Fort Cumberland (built 1754) was an 18th-century frontier fort at the current site of Cumberland, Maryland, USA. It was an important military and economic center during the French and Indian War (1754–63) and figured significantly in the early career of George Washington.

History
At the current location of the city of Cumberland, Maryland, a crude frontier fort was constructed at the confluence of Wills Creek and the Potomac River in fall 1754 by troops of the Maryland militia, under the command of Captain John Dagworthy, and under the overall command of Colonel James Innes, the commander-in-chief of colonial forces at that time. A few years earlier, Thomas Cresap had established a trading post nearby, and hired Native Americans including the local chief Nemacolin to blaze a shorter path across the Allegheny Mountains to Redstone Creek on the Monongahela River, which became known as Nemacolin's Path.  Initially named Fort Mount Pleasant, it was renamed Fort Cumberland in 1755. Ft Cumberland figured prominently in the French & Indian War in 1755, when it became a rally point for British forces under command of 
General Braddock. The wood palisade fort is now gone, and occupying the site is the existing Emmanuel Episcopal Church, but the old fort tunnels still remain underneath.

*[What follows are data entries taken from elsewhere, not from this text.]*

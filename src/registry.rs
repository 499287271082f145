use {
    serde::{Deserialize, Serialize},
    std::collections::{hash_map, HashMap},
};

/// Per-owner state kept for the lifetime of a tracking session
#[derive(Debug, Clone, PartialEq, Eq, Serialize, Deserialize)]
pub struct HolderRecord {
    pub owner: String,
    /// Balance at first observation, never changed afterwards
    baseline: u64,
    /// Latest observed balance, zero while the owner is absent
    pub current: u64,
    /// Millisecond timestamp of the last poll the owner was present in
    pub last_seen: i64,
    /// Set once the disappearance was reported as a full exit
    #[serde(default)]
    pub exit_counted: bool,
}

impl HolderRecord {
    pub fn new(owner: impl Into<String>, amount: u64, now: i64) -> Self {
        Self {
            owner: owner.into(),
            baseline: amount,
            current: amount,
            last_seen: now,
            exit_counted: false,
        }
    }

    pub fn baseline(&self) -> u64 {
        self.baseline
    }

    pub fn is_present(&self) -> bool {
        self.current > 0
    }
}

/// Every owner observed during a session, keyed by owner
///
/// Records are never removed: an owner that leaves keeps its record with
/// `current = 0`. The first-seen order is preserved so that exports and
/// restores are deterministic.
#[derive(Debug, Clone, Default)]
pub struct HolderRegistry {
    records: HashMap<String, HolderRecord>,
    order: Vec<String>,
}

impl HolderRegistry {
    pub fn new() -> Self {
        Self::default()
    }

    /// Seed a registry from previously persisted records
    ///
    /// Later duplicates of the same owner are ignored so the first baseline
    /// wins.
    pub fn from_records(records: impl IntoIterator<Item = HolderRecord>) -> Self {
        let mut registry = Self::new();
        for record in records {
            if let hash_map::Entry::Vacant(slot) = registry.records.entry(record.owner.clone()) {
                registry.order.push(record.owner.clone());
                slot.insert(record);
            }
        }
        registry
    }

    pub fn len(&self) -> usize {
        self.order.len()
    }

    pub fn is_empty(&self) -> bool {
        self.order.is_empty()
    }

    pub fn get(&self, owner: &str) -> Option<&HolderRecord> {
        self.records.get(owner)
    }

    pub fn contains(&self, owner: &str) -> bool {
        self.records.contains_key(owner)
    }

    /// Insert a first observation; returns false if the owner is already known
    pub fn observe_new(&mut self, owner: &str, amount: u64, now: i64) -> bool {
        match self.records.entry(owner.to_string()) {
            hash_map::Entry::Occupied(_) => false,
            hash_map::Entry::Vacant(slot) => {
                slot.insert(HolderRecord::new(owner, amount, now));
                self.order.push(owner.to_string());
                true
            }
        }
    }

    /// Records in first-seen order
    pub fn iter(&self) -> impl Iterator<Item = &HolderRecord> {
        self.order.iter().filter_map(|owner| self.records.get(owner))
    }

    pub(crate) fn iter_mut(&mut self) -> impl Iterator<Item = &mut HolderRecord> {
        self.records.values_mut()
    }

    /// Owners currently holding a positive balance
    pub fn present_count(&self) -> usize {
        self.records.values().filter(|r| r.is_present()).count()
    }

    pub fn to_records(&self) -> Vec<HolderRecord> {
        self.iter().cloned().collect()
    }
}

This fort once marked the westernmost outpost of the British Empire in America, and was the jumping-off point for General Braddock's disastrous expedition against the French at Fort Duquesne in present-day Pittsburgh, Pennsylvania. When Braddock was killed, a young officer of Virginia militia, George Washington, led the troops back to Fort Cumberland. At the fort, Washington clashed with Captain Dagworthy over the issue of military rank and which colonial officer should be in command: Washington was a Major in the Virginia militia, outranking the Maryland Captain, but Dagworthy countered that because he also held a Royal commission as a Captain in the Provincial Troops, he automatically outranked any colonial militia officer.

Description
In May 1755, one of the British officers with General Braddock described the newly christened Fort Cumberland: "[It] is situated within 200 yards of Will's Creek, on a hill and about 400 from the Potomack; its length from east to west is about 200 yards, and breadth 46 yards, and is built by logs driven into the ground, and about 12 feet above it." Eleven days later, he reported that 100 carpenters were at work building a magazine and constructing a bridge over Will's Creek.<ref>The Johns Hopkins University Press, The C&O Canal Companion' (2001), Notes on Fort Cumberland ; accessed 13 October 2010.</ref>

Diagrams and drawings of the Fort exist in the British Museum. A scale model of the fort resides in the aforementioned church .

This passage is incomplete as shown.